Exercise directions: Would you please return the lines of the entries below starting at the line that has "self.surface.attach(&mut built);" and ending at the line that has "let clip = self.table.resolve(key);", both included, exactly as they are?

Records for the exercise:
• • •
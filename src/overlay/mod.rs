//! Full-screen overlay clips
//!
//! At most one clip is live. Starting a clip tears the previous one down
//! (detach, then destroy) before the new one is constructed and attached.
//! Clips play once, muted, and freeze on their last frame when they end.
//! Load or playback failures hide the overlay and are reported as events.

mod frames;

pub use frames::FrameSequenceSurface;

use std::collections::BTreeMap;
use std::path::PathBuf;

use thiserror::Error;

use crate::anim::Millis;
use crate::config::ClipConfig;
use crate::event::EventQueue;
use crate::ui::Rect;

#[derive(Debug, Clone, PartialEq, Error)]
pub enum OverlayError {
    #[error("clip directory {0} not found")]
    MissingClip(String),
    #[error("clip {0} has no frames")]
    NoFrames(String),
    #[error("failed to decode {path}: {message}")]
    Decode { path: String, message: String },
    #[error("clip decoder stopped unexpectedly")]
    WorkerLost,
    #[error("clips are not available on this platform")]
    Unsupported,
}

/// A resolved clip: lookup key plus where its frames live
#[derive(Debug, Clone, PartialEq)]
pub struct ClipRef {
    pub key: String,
    pub path: PathBuf,
    pub fps: f32,
}

/// Static key → clip lookup with a default for unmapped keys
#[derive(Debug, Clone, PartialEq)]
pub struct ClipTable {
    root: PathBuf,
    default_clip: String,
    by_key: BTreeMap<String, String>,
    fps: f32,
}

impl ClipTable {
    pub fn from_config(config: &ClipConfig) -> Self {
        Self {
            root: config.root.clone(),
            default_clip: config.default_clip.clone(),
            by_key: config.by_key.clone(),
            fps: config.fps,
        }
    }

    pub fn resolve(&self, key: &str) -> ClipRef {
        let dir = self.by_key.get(key).unwrap_or(&self.default_clip);
        ClipRef {
            key: key.to_string(),
            path: self.root.join(dir),
            fps: self.fps,
        }
    }
}

/// What a surface reports when polled
#[derive(Debug, Clone, PartialEq)]
pub enum ClipStatus {
    /// Frames not ready yet
    Loading,
    Playing,
    /// Reached the last frame and holds it
    Ended,
    Failed(OverlayError),
}

/// The playback primitive the controller sequences
pub trait ClipSurface {
    type Clip;

    /// Build a clip; fails if its resource cannot be found
    fn construct(&mut self, clip: &ClipRef) -> Result<Self::Clip, OverlayError>;
    /// Put the clip on screen
    fn attach(&mut self, clip: &mut Self::Clip);
    fn play(&mut self, clip: &mut Self::Clip, now: Millis);
    fn poll(&mut self, clip: &mut Self::Clip, now: Millis) -> ClipStatus;
    /// Stop advancing and take the clip off the playback path
    fn detach(&mut self, clip: &mut Self::Clip);
    fn destroy(&mut self, clip: Self::Clip);
    fn draw(&self, clip: &Self::Clip, screen: Rect);
}

#[derive(Debug, Clone, PartialEq)]
pub enum OverlayEvent {
    Started(String),
    /// Natural end; the last frame stays up
    Ended(String),
    Failed { key: String, error: OverlayError },
}

#[derive(Debug, Clone, Copy, PartialEq, Eq)]
enum Playback {
    Playing,
    /// Ran to the end, still attached and showing the last frame
    Ended,
    /// Detached; whatever frame was current stays
    Detached,
}

struct LiveClip<C> {
    key: String,
    clip: C,
    playback: Playback,
}

/// Owns the single live overlay
pub struct OverlayController<S: ClipSurface> {
    surface: S,
    table: ClipTable,
    live: Option<LiveClip<S::Clip>>,
    visible: bool,
    pub events: EventQueue<OverlayEvent>,
}

impl<S: ClipSurface> OverlayController<S> {
    pub fn new(surface: S, table: ClipTable) -> Self {
        Self {
            surface,
            table,
            live: None,
            visible: false,
            events: EventQueue::new(),
        }
    }

    #[cfg(test)]
    pub fn surface(&self) -> &S {
        &self.surface
    }

    #[cfg(test)]
    pub fn is_visible(&self) -> bool {
        self.visible
    }

    /// Key of the clip currently held (playing, frozen or stopped)
    #[cfg(test)]
    pub fn current_key(&self) -> Option<&str> {
        self.live.as_ref().map(|l| l.key.as_str())
    }

    #[cfg(test)]
    pub fn is_playing(&self) -> bool {
        self.live.as_ref().is_some_and(|l| l.playback == Playback::Playing)
    }

    fn teardown(&mut self) {
        if let Some(mut live) = self.live.take() {
            if live.playback != Playback::Detached {
                self.surface.detach(&mut live.clip);
            }
            self.surface.destroy(live.clip);
        }
        self.visible = false;
    }

    fn fail(&mut self, key: String, error: OverlayError) {
        log::error!("Overlay clip '{}' failed: {}", key, error);
        self.teardown();
        self.events.send(OverlayEvent::Failed { key, error });
    }

    /// Replace whatever is showing with `clip`
    pub fn play_clip(&mut self, clip: &ClipRef, now: Millis) {
        self.teardown();

        match self.surface.construct(clip) {
            Ok(mut built) => {
                self.surface.attach(&mut built);
                self.surface.play(&mut built, now);
                self.live = Some(LiveClip {
                    key: clip.key.clone(),
                    clip: built,
                    playback: Playback::Playing,
                });
                self.visible = true;
                log::info!("Overlay clip '{}' started", clip.key);
                self.events.send(OverlayEvent::Started(clip.key.clone()));
            }
            Err(error) => self.fail(clip.key.clone(), error),
        }
    }

    /// Play the clip mapped to a tab (or the default clip)
    pub fn play_for_key(&mut self, key: &str, now: Millis) {
        let clip = self.table.resolve(key);
        self.play_clip(&clip, now);
    }

    /// Detach and hide; the last frame is kept until the next `play_clip`
    pub fn stop(&mut self) {
        self.detach_live();
        self.visible = false;
    }

    /// Detach but leave the frozen frame on screen
    pub fn hold(&mut self) {
        self.detach_live();
    }

    fn detach_live(&mut self) {
        if let Some(live) = self.live.as_mut() {
            if live.playback != Playback::Detached {
                self.surface.detach(&mut live.clip);
                live.playback = Playback::Detached;
            }
        }
    }

    /// Advance the live clip
    pub fn update(&mut self, now: Millis) {
        let Some(live) = self.live.as_mut() else {
            return;
        };
        if live.playback != Playback::Playing {
            return;
        }

        match self.surface.poll(&mut live.clip, now) {
            ClipStatus::Loading | ClipStatus::Playing => {}
            ClipStatus::Ended => {
                live.playback = Playback::Ended;
                log::info!("Overlay clip '{}' ended, holding last frame", live.key);
                self.events.send(OverlayEvent::Ended(live.key.clone()));
            }
            ClipStatus::Failed(error) => {
                let key = live.key.clone();
                self.fail(key, error);
            }
        }
    }

    pub fn draw(&self, screen: Rect) {
        if !self.visible {
            return;
        }
        if let Some(live) = &self.live {
            self.surface.draw(&live.clip, screen);
        }
    }
}


#[cfg(test)]
mod tests {
    use super::testing::RecordingSurface;
    use super::*;

    fn controller() -> OverlayController<RecordingSurface> {
        OverlayController::new(RecordingSurface::new(1000.0), ClipTable::from_config(&ClipConfig::default()))
    }

    #[test]
    fn test_clip_table_default() {
        let table = ClipTable::from_config(&ClipConfig::default());
        assert_eq!(table.resolve("measure").path, PathBuf::from("assets/clips/measure"));
        // Unmapped keys fall back to the default clip
        let timer = table.resolve("timer");
        assert_eq!(timer.key, "timer");
        assert_eq!(timer.path, PathBuf::from("assets/clips/scan"));
    }

    #[test]
    fn test_new_clip_tears_down_previous_first() {
        let mut overlay = controller();
        overlay.play_for_key("measure", 0.0);
        overlay.play_for_key("scan", 10.0);

        assert_eq!(
            overlay.surface().calls,
            vec![
                "construct measure",
                "attach measure",
                "play measure",
                "detach measure",
                "destroy measure",
                "construct scan",
                "attach scan",
                "play scan",
            ]
        );
        assert_eq!(overlay.surface().max_attached, 1);
        assert_eq!(overlay.current_key(), Some("scan"));
    }

    #[test]
    fn test_end_freezes_without_hiding() {
        let mut overlay = controller();
        overlay.play_for_key("scan", 0.0);
        overlay.update(500.0);
        assert!(overlay.is_playing());
        overlay.update(1000.0);
        assert!(!overlay.is_playing());
        assert!(overlay.is_visible());
        let events: Vec<_> = overlay.events.drain().collect();
        assert_eq!(events.last(), Some(&OverlayEvent::Ended("scan".to_string())));
        // Further updates do not report the end again
        overlay.update(2000.0);
        assert!(overlay.events.is_empty());
    }

    #[test]
    fn test_stop_hides_but_keeps_clip() {
        let mut overlay = controller();
        overlay.play_for_key("scan", 0.0);
        overlay.stop();
        assert!(!overlay.is_visible());
        assert_eq!(overlay.current_key(), Some("scan"));
        assert_eq!(overlay.surface().attached, 0);
        // Stopping twice does not detach twice
        overlay.stop();
        assert_eq!(overlay.surface().calls.iter().filter(|c| c.starts_with("detach")).count(), 1);
    }

    #[test]
    fn test_hold_keeps_frame_visible() {
        let mut overlay = controller();
        overlay.play_for_key("scan", 0.0);
        overlay.hold();
        assert!(overlay.is_visible());
        assert!(!overlay.is_playing());
    }

    #[test]
    fn test_failure_hides_and_reports() {
        let mut overlay = controller();
        overlay.play_for_key("scan", 0.0);
        overlay.surface.broken.push("recipe".to_string());
        overlay.play_for_key("recipe", 5.0);

        assert!(!overlay.is_visible());
        assert_eq!(overlay.current_key(), None);
        assert!(overlay.events.iter().any(|e| matches!(e, OverlayEvent::Failed { key, .. } if key == "recipe")));
    }
}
• • •
Solution to the problem:
                self.surface.attach(&mut built);
                self.surface.play(&mut built, now);
                self.live = Some(LiveClip {
                    key: clip.key.clone(),
                    clip: built,
                    playback: Playback::Playing,
                });
                self.visible = true;
                log::info!("Overlay clip '{}' started", clip.key);
                self.events.send(OverlayEvent::Started(clip.key.clone()));
            }
            Err(error) => self.fail(clip.key.clone(), error),
        }
    }

    /// Play the clip mapped to a tab (or the default clip)
    pub fn play_for_key(&mut self, key: &str, now: Millis) {
        let clip = self.table.resolve(key);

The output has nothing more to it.